Fransa ve Ingiltere krallarına mektuplar yollandı. Macar Kralı Sigismund’un yolladığı Başpiskopos de Kanizsa önderliğindeki heyet destek amaçlı Venedik, Lyon, Burgundiya ve Paris’i ziyaret etmişti. Rodos Şövalyeleri’de destek sağlayacaklarını açıklamışlardı.
Macar Kralı Sigismund’un ve Papa’nın ciddi teşebbüsleri sonucunda meydana gelen Haçlı seferinin hedefi, Türkleri Balkanlar’dan atmaktı. Bu sayede Doğu Roma (Bizans) rahat nefes alacak, daha sonra ise Kudüs başta olmak üzere Kutsal Toprakları ele geçireceklerdi.
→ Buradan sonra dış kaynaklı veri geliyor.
// Copyright 2025 Google LLC
//
// Licensed under the Apache License, Version 2.0 (the "License");
// you may not use this file except in compliance with the License.
// You may obtain a copy of the License at
//
//     https://www.apache.org/licenses/LICENSE-2.0
//
// Unless required by applicable law or agreed to in writing, software
// distributed under the License is distributed on an "AS IS" BASIS,
// WITHOUT WARRANTIES OR CONDITIONS OF ANY KIND, either express or implied.
// See the License for the specific language governing permissions and
// limitations under the License.

use crate::Result;
use crate::endpoint::Endpoint;
use crate::errors::{Error, is_token_rejection};
use crate::token::Token;
use crate::token_cache::TokenCache;
use crate::transport::HttpTransport;
use bytes::Bytes;
use http::{Method, Request, Uri};
use std::sync::Arc;

// A failed attempt carries the token it used, if it got that far.
type AttemptResult = std::result::Result<String, (Error, Option<Token>)>;

/// The states of the retry loop around a metadata request.
///
/// Each `Fetching` state is one attempt: obtaining a token (possibly from the
/// cache) and sending the metadata request.
#[derive(Debug)]
enum FetchState {
    Fetching { attempt: u32 },
    // The service rejected `rejected`, the token used in `attempt`.
    Refreshing { attempt: u32, rejected: Token },
    Succeeded(String),
    Failed(Error),
}

/// Sends metadata requests, attaching a valid session token and retrying
/// token rejections and transport failures.
///
/// All retries happen here. Neither the token cache nor the client retry on
/// their own.
#[derive(Clone, Debug)]
pub(crate) struct Pipeline {
    endpoint: Endpoint,
    tokens: TokenCache,
    transport: Arc<dyn HttpTransport>,
    max_attempts: u32,
}

impl Pipeline {
    pub(crate) fn new(
        endpoint: Endpoint,
        tokens: TokenCache,
        transport: Arc<dyn HttpTransport>,
        max_attempts: u32,
    ) -> Self {
        Self {
            endpoint,
            tokens,
            transport,
            max_attempts: max_attempts.max(1),
        }
    }

    /// Fetches `path` and returns the response body.
    pub(crate) async fn fetch(&self, path: &str) -> Result<String> {
        let mut state = FetchState::Fetching { attempt: 1 };
        loop {
            state = match state {
                FetchState::Fetching { attempt } => match self.attempt(path).await {
                    Ok(body) => FetchState::Succeeded(body),
                    Err((e, token)) => self.on_error(path, attempt, e, token),
                },
                FetchState::Refreshing { attempt, rejected } => {
                    self.tokens.invalidate(&rejected);
                    FetchState::Fetching {
                        attempt: attempt + 1,
                    }
                }
                FetchState::Succeeded(body) => return Ok(body),
                FetchState::Failed(e) => return Err(e),
            };
        }
    }

    fn on_error(
        &self,
        path: &str,
        attempt: u32,
        error: Error,
        token: Option<Token>,
    ) -> FetchState {
        if !error.is_retryable() {
            return FetchState::Failed(error);
        }
        let rejected = token.filter(|_| error.is_token_rejection());
        if attempt >= self.max_attempts {
            if let Some(rejected) = &rejected {
                // Do not keep a token the service rejected.
                self.tokens.invalidate(rejected);
            }
            tracing::warn!(path, attempt, "retry budget exhausted: {error}");
            return FetchState::Failed(Error::exhausted(attempt, error));
        }
        tracing::warn!(path, attempt, "metadata request failed, retrying: {error}");
        if let Some(rejected) = rejected {
            FetchState::Refreshing { attempt, rejected }
        } else {
            FetchState::Fetching {
                attempt: attempt + 1,
            }
        }
    }

    async fn attempt(&self, path: &str) -> AttemptResult {
        // Reject bad paths before acquiring a token.
        let uri = self
            .endpoint
            .url(path)
            .parse::<Uri>()
            .map_err(|e| (Error::invalid_path(path, e), None))?;
        let token = self.tokens.token().await.map_err(|e| (e, None))?;
        let result = self.send(uri, path, &token).await;
        result.map_err(|e| (e, Some(token)))
    }

    async fn send(&self, uri: Uri, path: &str, token: &Token) -> Result<String> {
        let (name, value) = token.header()?;
        let mut request = Request::new(Bytes::new());
        *request.method_mut() = Method::GET;
        *request.uri_mut() = uri;
        request.headers_mut().insert(name, value);

        let response = self.transport.send(request).await?;
        let status = response.status();
        if status.is_success() {
            return String::from_utf8(response.into_body().to_vec()).map_err(Error::decode);
        }
        if is_token_rejection(status) {
            return Err(Error::metadata(
                status,
                format!("the metadata service rejected the session token, status: {status}"),
            ));
        }
        Err(Error::metadata(
            status,
            format!("metadata request for `{path}` failed with status: {status}"),
        ))
    }
}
Tabii ki ön planda daha çok Türklerin Avrupa’daki ilerleyişini durdurmak vardı, diğer hedefler ise hayalden ibaretti. Haçlılar kendilerinden o kadar emindilerki, kibirle “gök kubbe üstümüze yıkılsa mızraklarımızla tutarız” dedikleri rivayet edilir.
Haçlı seferberliği Avrupa’da çok büyük yankı uyandırmıştı. Kutsal çağrıya kulak asan ülkelerin başında Macaristan ve Fransa geliyordu. Bunları Ingiltere, Lehistan, Bohemya, Italyan devletleri ve Ispanya takip ediyordu. Ayrıca birçok farklı ülkeden şövalye ve gönüllü katılmıştı. Fakat Haçlı ordusundaki aslan payı Macar ve Fransızlardan oluşuyordu. Fransız birlikleri, Burgundiya dükünün 24 yaşındaki oğlu Jean de Nevers liderliğinde toplandı. Haçlı ordusunun birleşme merkezi Buda (Budin, Budapeste) olarak belirlendi.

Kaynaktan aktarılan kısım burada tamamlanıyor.